三川内焼の主原料は、地元・長崎県内や周辺地域で採取される良質な陶石(磁器土)である。特に白く精製された陶石は、焼成後に乳白色の透明感ある素地を生み出す。染付には酸化コバルトを含む呉須(ごす)を用い、深みのある藍色の文様を表現する。釉薬は透明釉を基本とし、白磁の美しさを最大限に引き出す。素地の薄さと均一性を実現するため、原料の精製・水簸(すいひ)工程が丁寧に行われる。

技法

三川内焼の制作は、原料の精製から始まり、ろくろ成形や型打ち成形によって薄手の素地を作り上げる。素焼き後、呉須で染付文様を丁寧に手描きし、透明釉を施して本焼きを行う。「唐子絵」をはじめとした繊細な絵付けは、熟練の絵師が極細の筆を駆使して一筆一筆描き込む。

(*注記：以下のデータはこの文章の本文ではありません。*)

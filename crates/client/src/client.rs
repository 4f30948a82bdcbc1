//! Shopfront API client implementation.
//!
//! Uses `reqwest` for HTTP. Product lists are cached per store using
//! `moka` (5-minute TTL) and invalidated on mutation; store reads go to
//! the server every time.

use std::sync::Arc;
use std::time::Duration;

use moka::future::Cache;
use serde::Serialize;
use serde::de::DeserializeOwned;
use tracing::{debug, instrument};

use shopfront_core::{ProductId, StoreId, UserId};

use crate::ClientError;
use crate::drafts::ProductDraft;
use crate::types::{NewStore, Product, ProductPatch, Store, StorePatch};

/// Header carrying the caller's identity, consumed by the auth seam.
pub const IDENTITY_HEADER: &str = "x-shopfront-user";

/// Client for the shopfront management API.
///
/// Cheap to clone; all clones share one connection pool and one
/// product-list cache.
#[derive(Clone)]
pub struct AdminClient {
    inner: Arc<AdminClientInner>,
}

struct AdminClientInner {
    client: reqwest::Client,
    base_url: String,
    identity: String,
    products: Cache<StoreId, Vec<Product>>,
}

impl AdminClient {
    /// Create a new client for `base_url` acting as `user`.
    #[must_use]
    pub fn new(base_url: impl Into<String>, user: UserId) -> Self {
        let products = Cache::builder()
            .max_capacity(100)
            .time_to_live(Duration::from_secs(300)) // 5 minutes
            .build();

        Self {
            inner: Arc::new(AdminClientInner {
                client: reqwest::Client::new(),
                base_url: base_url.into().trim_end_matches('/').to_string(),
                identity: user.to_string(),
                products,
            }),
        }
    }

    /// Execute a request and decode the JSON response.
    async fn execute<T: DeserializeOwned>(
        &self,
        method: reqwest::Method,
        path: &str,
        body: Option<&impl Serialize>,
    ) -> Result<T, ClientError> {
        let url = format!("{}{path}", self.inner.base_url);

        let mut request = self
            .inner
            .client
            .request(method, &url)
            .header(IDENTITY_HEADER, &self.inner.identity);
        if let Some(body) = body {
            request = request.json(body);
        }

        let response = request.send().await?;
        let status = response.status();
        let response_text = response.text().await?;

        if !status.is_success() {
            return Err(ClientError::Api {
                status: status.as_u16(),
                message: error_message(&response_text),
            });
        }

        Ok(serde_json::from_str(&response_text)?)
    }

    // =========================================================================
    // Store Methods
    // =========================================================================

    /// List the caller's stores, newest first.
    ///
    /// Always fetched fresh; store data is never cached.
    ///
    /// # Errors
    ///
    /// Returns an error if the API request fails.
    #[instrument(skip(self))]
    pub async fn list_stores(&self) -> Result<Vec<Store>, ClientError> {
        let mut stores: Vec<Store> = self
            .execute(reqwest::Method::GET, "/stores", None::<&()>)
            .await?;
        // Display order: most recently created first
        stores.sort_by(|a, b| b.created_at.cmp(&a.created_at));
        Ok(stores)
    }

    /// Create a store.
    ///
    /// # Errors
    ///
    /// Returns an error if the API rejects the store or the request fails.
    #[instrument(skip(self, store), fields(name = %store.name))]
    pub async fn create_store(&self, store: NewStore) -> Result<Store, ClientError> {
        self.execute(reqwest::Method::POST, "/stores", Some(&store))
            .await
    }

    /// Fetch one store by id.
    ///
    /// # Errors
    ///
    /// Returns `ClientError::Api` with status 404 if the store does not
    /// exist or belongs to another owner.
    #[instrument(skip(self))]
    pub async fn get_store(&self, id: StoreId) -> Result<Store, ClientError> {
        self.execute(reqwest::Method::GET, &format!("/stores/{id}"), None::<&()>)
            .await
    }

    /// Apply a partial update to a store.
    ///
    /// # Errors
    ///
    /// Returns an error if the store is not found or the request fails.
    #[instrument(skip(self, patch))]
    pub async fn update_store(&self, id: StoreId, patch: StorePatch) -> Result<Store, ClientError> {
        self.execute(reqwest::Method::PUT, &format!("/stores/{id}"), Some(&patch))
            .await
    }

    /// Delete a store. Its products are removed with it.
    ///
    /// # Errors
    ///
    /// Returns an error if the store is not found or the request fails.
    #[instrument(skip(self))]
    pub async fn delete_store(&self, id: StoreId) -> Result<(), ClientError> {
        let _: serde_json::Value = self
            .execute(
                reqwest::Method::DELETE,
                &format!("/stores/{id}"),
                None::<&()>,
            )
            .await?;
        // Products cascade server-side; drop the stale list
        self.inner.products.invalidate(&id).await;
        Ok(())
    }

    // =========================================================================
    // Product Methods
    // =========================================================================

    /// List the products of one of the caller's stores.
    ///
    /// Served from cache when fresh; any product mutation invalidates
    /// the affected store's entry.
    ///
    /// # Errors
    ///
    /// Returns `ClientError::Api` with status 404 if the store does not
    /// exist or belongs to another owner.
    #[instrument(skip(self))]
    pub async fn list_products(&self, store: StoreId) -> Result<Vec<Product>, ClientError> {
        if let Some(products) = self.inner.products.get(&store).await {
            debug!("Cache hit for product list");
            return Ok(products);
        }

        let products: Vec<Product> = self
            .execute(
                reqwest::Method::GET,
                &format!("/products/{store}"),
                None::<&()>,
            )
            .await?;

        self.inner.products.insert(store, products.clone()).await;
        Ok(products)
    }

    /// Validate a draft and create the product.
    ///
    /// # Errors
    ///
    /// Returns `ClientError::InvalidDraft` if the draft fails local
    /// validation, or an API error from the server.
    #[instrument(skip(self, draft), fields(store = %draft.store))]
    pub async fn create_product(&self, draft: ProductDraft) -> Result<Product, ClientError> {
        let body = draft.build()?;

        let product: Product = self
            .execute(reqwest::Method::POST, "/products", Some(&body))
            .await?;

        self.inner.products.invalidate(&product.store).await;
        Ok(product)
    }

    /// Apply a partial update to a product.
    ///
    /// # Errors
    ///
    /// Returns an error if the product is not found or the request fails.
    #[instrument(skip(self, patch))]
    pub async fn update_product(
        &self,
        id: ProductId,
        patch: ProductPatch,
    ) -> Result<Product, ClientError> {
        let product: Product = self
            .execute(
                reqwest::Method::PUT,
                &format!("/products/{id}"),
                Some(&patch),
            )
            .await?;

        self.inner.products.invalidate(&product.store).await;
        Ok(product)
    }

    /// Delete a product.
    ///
    /// The response does not identify the owning store, so the whole
    /// product cache is dropped.
    ///
    /// # Errors
    ///
    /// Returns an error if the product is not found or the request fails.
    #[instrument(skip(self))]
    pub async fn delete_product(&self, id: ProductId) -> Result<(), ClientError> {
        let _: serde_json::Value = self
            .execute(
                reqwest::Method::DELETE,
                &format!("/products/{id}"),
                None::<&()>,
            )
            .await?;

        self.inner.products.invalidate_all();
        Ok(())
    }
}

/// Pull the server's `{"message": ...}` out of an error body, falling
/// back to a truncated raw body.
fn error_message(body: &str) -> String {
    serde_json::from_str::<serde_json::Value>(body)
        .ok()
        .and_then(|v| v.get("message").and_then(|m| m.as_str()).map(String::from))
        .unwrap_or_else(|| body.chars().take(200).collect())
}
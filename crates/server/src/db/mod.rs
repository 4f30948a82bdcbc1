//! Database operations for the Shopfront `PostgreSQL` database.
//!
//! ## Tables
//!
//! - `store` - Merchant locations, one owner identity per row
//! - `product` - Sellable items with JSONB modifier/discount arrays
//!
//! # Migrations
//!
//! Migrations are stored in `crates/server/migrations/` and run via:
//! ```bash
//! cargo run -p shopfront-cli -- migrate
//! ```

pub mod products;
pub mod stores;

use std::time::Duration;

use secrecy::ExposeSecret;
use sqlx::PgPool;
use sqlx::postgres::PgPoolOptions;
use thiserror::Error;

pub use products::ProductRepository;
pub use stores::StoreRepository;

use crate::models::ProductValidationError;

/// Errors that can occur during repository operations.
#[derive(Debug, Error)]
pub enum RepositoryError {
    /// Database error from sqlx.
    #[error("database error: {0}")]
    Database(#[from] sqlx::Error),

    /// Requested entity was not found, or the caller does not own it.
    /// The two cases are deliberately indistinguishable.
    #[error("not found")]
    NotFound,

    /// Input failed a validation rule before reaching the database.
    #[error("{0}")]
    Validation(String),
}

impl From<ProductValidationError> for RepositoryError {
    fn from(err: ProductValidationError) -> Self {
        Self::Validation(err.to_string())
    }
}

/// Create a `PostgreSQL` connection pool with sensible defaults.
///
/// # Arguments
///
/// * `database_url` - `PostgreSQL` connection string (wrapped in `SecretString`)
///
/// # Errors
///
/// Returns `sqlx::Error` if the connection cannot be established.
pub async fn create_pool(database_url: &secrecy::SecretString) -> Result<PgPool, sqlx::Error> {
    PgPoolOptions::new()
        .max_connections(10)
        .min_connections(2)
        .acquire_timeout(Duration::from_secs(10))
        .connect(database_url.expose_secret())
        .await
}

薄造りの技術は特に高く評価されており、光に透かすと文様が浮かび上がるほどの薄さを実現するものもある。また、精巧な透かし彫り(riddled openwork)を施した作品も三川内焼の代表的な技法として知られる。

風土と工芸

長崎県北部の三川内地区は温暖湿潤な気候に恵まれ、陶石の採掘・精製に適した豊富な水資源と、窯業に必要な燃料となる山林資源を古くから有してきた。適度な湿度は成形・乾燥工程の管理にも好都合であった。